◆ WHAT YOU WILL DO ◆
Which lines below fall between the one containing "of held modifiers." and the one containing "Modifier::RightControl => speed"? Repeat them exactly, counting both of those lines, and add nothing else.

◆ GIVEN DATA ◆
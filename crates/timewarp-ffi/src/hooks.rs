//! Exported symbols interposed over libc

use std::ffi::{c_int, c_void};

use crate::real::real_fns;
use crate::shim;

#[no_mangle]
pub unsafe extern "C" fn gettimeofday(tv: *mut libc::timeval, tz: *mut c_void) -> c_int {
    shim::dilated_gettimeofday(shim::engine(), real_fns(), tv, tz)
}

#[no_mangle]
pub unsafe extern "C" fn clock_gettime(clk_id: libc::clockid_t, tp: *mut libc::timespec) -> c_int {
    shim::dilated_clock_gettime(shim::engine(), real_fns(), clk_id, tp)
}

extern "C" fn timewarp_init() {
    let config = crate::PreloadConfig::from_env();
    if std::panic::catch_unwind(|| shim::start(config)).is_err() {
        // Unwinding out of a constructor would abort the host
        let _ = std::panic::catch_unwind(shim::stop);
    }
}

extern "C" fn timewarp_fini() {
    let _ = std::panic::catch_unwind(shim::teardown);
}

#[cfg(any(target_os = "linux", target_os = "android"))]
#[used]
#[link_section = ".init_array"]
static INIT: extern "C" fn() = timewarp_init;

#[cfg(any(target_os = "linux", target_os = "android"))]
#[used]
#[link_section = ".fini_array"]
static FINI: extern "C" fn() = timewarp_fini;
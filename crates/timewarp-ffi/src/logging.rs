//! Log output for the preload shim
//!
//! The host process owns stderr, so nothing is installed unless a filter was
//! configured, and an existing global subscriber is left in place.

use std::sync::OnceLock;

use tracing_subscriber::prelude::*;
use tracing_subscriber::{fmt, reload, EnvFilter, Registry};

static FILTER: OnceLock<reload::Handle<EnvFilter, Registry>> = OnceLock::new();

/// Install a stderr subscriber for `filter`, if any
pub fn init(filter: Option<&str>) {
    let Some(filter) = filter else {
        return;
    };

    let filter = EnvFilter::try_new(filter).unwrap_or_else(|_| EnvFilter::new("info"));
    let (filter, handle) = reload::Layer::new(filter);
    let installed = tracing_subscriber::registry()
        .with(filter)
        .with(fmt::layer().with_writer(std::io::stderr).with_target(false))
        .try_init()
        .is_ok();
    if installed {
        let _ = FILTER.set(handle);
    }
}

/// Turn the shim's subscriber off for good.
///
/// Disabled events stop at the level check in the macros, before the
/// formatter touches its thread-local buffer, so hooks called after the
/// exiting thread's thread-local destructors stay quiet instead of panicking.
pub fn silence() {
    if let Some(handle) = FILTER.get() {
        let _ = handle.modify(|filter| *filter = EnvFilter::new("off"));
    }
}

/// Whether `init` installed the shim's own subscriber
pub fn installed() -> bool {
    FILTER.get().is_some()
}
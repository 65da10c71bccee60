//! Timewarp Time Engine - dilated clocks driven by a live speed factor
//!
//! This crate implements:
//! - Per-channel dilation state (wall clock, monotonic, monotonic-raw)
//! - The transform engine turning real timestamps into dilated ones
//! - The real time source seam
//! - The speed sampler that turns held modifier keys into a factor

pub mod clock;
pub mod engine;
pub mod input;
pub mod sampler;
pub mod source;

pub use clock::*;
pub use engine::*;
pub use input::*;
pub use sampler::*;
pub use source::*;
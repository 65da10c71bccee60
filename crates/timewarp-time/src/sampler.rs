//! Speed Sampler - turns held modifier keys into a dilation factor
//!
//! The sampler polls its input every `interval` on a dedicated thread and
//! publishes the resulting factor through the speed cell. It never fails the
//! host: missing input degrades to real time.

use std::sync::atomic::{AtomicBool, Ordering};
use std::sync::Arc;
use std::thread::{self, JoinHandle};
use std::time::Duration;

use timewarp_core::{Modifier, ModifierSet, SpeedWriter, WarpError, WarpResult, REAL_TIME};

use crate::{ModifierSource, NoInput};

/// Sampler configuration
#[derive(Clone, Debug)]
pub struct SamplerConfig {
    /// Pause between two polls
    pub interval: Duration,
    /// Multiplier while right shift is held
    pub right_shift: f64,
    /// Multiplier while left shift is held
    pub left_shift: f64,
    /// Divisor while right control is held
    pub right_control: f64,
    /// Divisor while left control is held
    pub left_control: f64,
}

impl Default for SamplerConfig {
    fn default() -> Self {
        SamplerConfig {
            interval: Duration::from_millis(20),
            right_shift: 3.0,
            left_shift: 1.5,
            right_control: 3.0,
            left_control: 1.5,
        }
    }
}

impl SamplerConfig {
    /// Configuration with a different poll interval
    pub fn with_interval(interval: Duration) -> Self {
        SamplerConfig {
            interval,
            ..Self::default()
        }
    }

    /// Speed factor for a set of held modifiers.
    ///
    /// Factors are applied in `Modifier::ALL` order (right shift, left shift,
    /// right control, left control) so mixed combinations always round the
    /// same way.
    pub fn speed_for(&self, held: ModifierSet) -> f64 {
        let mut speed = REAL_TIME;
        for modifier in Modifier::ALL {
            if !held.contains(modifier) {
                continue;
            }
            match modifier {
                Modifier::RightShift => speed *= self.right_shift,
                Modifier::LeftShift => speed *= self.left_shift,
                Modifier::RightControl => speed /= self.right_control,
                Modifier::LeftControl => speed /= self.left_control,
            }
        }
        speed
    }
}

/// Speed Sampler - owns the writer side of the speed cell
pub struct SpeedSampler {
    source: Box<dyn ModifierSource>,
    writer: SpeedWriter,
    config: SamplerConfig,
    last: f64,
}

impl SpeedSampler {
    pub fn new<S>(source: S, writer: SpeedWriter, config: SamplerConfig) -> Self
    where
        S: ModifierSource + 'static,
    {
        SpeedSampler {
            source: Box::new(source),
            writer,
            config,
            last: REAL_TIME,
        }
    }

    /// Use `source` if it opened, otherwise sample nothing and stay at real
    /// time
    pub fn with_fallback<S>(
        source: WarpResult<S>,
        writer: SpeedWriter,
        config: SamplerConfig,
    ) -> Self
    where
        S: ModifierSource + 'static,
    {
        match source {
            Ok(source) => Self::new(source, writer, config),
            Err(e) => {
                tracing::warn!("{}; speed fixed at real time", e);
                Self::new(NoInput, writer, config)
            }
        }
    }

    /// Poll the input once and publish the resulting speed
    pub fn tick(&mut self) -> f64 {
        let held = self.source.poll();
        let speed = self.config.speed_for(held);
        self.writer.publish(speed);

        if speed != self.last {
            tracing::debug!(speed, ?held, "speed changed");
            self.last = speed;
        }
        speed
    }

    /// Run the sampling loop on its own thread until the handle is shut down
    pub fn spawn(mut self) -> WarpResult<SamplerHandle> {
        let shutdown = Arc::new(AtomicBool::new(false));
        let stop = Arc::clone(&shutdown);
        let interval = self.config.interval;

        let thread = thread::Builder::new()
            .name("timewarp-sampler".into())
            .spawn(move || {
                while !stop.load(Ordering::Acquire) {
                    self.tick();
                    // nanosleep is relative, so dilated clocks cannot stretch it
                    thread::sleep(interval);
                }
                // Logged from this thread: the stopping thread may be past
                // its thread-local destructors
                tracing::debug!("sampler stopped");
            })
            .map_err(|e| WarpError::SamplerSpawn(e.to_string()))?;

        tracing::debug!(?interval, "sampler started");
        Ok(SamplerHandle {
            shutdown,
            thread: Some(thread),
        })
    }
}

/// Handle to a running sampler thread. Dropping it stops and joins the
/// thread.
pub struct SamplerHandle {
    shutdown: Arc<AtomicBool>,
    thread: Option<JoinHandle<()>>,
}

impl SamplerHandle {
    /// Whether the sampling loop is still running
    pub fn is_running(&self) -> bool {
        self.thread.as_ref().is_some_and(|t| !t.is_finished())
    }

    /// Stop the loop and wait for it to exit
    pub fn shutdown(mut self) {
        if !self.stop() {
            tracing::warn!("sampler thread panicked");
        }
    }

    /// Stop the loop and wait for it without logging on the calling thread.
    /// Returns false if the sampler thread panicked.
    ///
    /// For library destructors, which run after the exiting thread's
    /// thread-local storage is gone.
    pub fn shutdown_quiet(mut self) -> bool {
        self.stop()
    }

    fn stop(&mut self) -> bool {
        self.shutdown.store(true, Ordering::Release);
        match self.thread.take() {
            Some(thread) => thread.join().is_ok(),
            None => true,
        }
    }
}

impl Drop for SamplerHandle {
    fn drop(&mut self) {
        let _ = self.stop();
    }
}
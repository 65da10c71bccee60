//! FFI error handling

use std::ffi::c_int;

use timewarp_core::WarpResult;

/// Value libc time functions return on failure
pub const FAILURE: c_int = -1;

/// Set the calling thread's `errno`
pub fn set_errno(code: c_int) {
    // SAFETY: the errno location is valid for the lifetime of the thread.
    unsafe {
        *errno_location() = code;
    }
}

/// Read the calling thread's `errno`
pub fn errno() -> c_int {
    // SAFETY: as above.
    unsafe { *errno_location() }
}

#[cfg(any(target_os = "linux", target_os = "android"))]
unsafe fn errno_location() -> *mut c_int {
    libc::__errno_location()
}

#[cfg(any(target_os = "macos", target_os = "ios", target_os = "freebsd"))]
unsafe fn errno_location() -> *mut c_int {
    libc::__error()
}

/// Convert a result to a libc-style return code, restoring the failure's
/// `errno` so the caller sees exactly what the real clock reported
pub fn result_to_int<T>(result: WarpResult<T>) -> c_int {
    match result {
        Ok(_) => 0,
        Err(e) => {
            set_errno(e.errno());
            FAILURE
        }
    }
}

◆ ANSWER SECTION ◆
    /// Speed factor for a set of held modifiers.
    ///
    /// Factors are applied in `Modifier::ALL` order (right shift, left shift,
    /// right control, left control) so mixed combinations always round the
    /// same way.
    pub fn speed_for(&self, held: ModifierSet) -> f64 {
        let mut speed = REAL_TIME;
        for modifier in Modifier::ALL {
            if !held.contains(modifier) {
                continue;
            }
            match modifier {
                Modifier::RightShift => speed *= self.right_shift,
                Modifier::LeftShift => speed *= self.left_shift,
                Modifier::RightControl => speed /= self.right_control,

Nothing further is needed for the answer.